Start of SOURCE RECORDS
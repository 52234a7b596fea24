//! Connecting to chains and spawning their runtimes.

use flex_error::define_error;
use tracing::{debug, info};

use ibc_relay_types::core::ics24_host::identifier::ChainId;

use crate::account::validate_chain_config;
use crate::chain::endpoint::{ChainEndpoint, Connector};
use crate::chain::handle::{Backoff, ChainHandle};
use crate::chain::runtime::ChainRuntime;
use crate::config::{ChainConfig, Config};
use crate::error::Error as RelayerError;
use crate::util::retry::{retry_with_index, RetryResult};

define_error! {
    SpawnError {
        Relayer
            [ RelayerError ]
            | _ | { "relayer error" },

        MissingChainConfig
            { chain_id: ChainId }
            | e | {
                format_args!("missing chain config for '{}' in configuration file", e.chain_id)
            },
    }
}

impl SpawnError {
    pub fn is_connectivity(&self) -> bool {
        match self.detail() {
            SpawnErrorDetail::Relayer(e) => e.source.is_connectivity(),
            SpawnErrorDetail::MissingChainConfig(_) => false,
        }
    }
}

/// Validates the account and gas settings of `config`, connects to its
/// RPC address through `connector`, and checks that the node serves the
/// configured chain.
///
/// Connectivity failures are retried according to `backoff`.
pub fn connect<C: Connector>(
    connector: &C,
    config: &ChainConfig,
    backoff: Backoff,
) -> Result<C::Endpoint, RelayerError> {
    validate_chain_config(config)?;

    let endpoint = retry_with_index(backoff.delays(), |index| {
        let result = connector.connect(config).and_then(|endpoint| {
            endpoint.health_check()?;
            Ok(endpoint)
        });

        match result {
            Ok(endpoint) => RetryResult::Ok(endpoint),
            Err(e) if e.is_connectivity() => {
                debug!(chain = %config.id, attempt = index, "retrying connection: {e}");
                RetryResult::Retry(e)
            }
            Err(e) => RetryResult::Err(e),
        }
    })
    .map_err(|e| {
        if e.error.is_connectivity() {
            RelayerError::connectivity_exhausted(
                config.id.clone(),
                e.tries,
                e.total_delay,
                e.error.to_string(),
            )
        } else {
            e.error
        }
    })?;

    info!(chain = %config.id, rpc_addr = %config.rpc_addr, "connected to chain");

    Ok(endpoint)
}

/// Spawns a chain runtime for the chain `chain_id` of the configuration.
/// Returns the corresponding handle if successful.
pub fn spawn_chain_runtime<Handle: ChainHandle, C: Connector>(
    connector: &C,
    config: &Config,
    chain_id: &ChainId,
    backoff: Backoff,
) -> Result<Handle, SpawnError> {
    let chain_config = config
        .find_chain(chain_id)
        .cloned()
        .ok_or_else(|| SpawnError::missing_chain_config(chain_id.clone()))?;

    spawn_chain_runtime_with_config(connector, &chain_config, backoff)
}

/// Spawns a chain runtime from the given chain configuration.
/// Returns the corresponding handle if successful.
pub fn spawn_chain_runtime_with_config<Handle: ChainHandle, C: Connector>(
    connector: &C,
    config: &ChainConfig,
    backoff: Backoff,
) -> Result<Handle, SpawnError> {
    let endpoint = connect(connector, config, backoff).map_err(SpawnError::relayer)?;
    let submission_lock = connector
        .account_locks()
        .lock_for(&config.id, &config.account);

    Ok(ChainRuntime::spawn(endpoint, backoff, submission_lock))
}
End of SOURCE RECORDS
Where the string "SpawnErrorDetail" appears in a line of the listing, copy that line.

» SOLUTION FOR THIS PROBLEM
            SpawnErrorDetail::Relayer(e) => e.source.is_connectivity(),
            SpawnErrorDetail::MissingChainConfig(_) => false,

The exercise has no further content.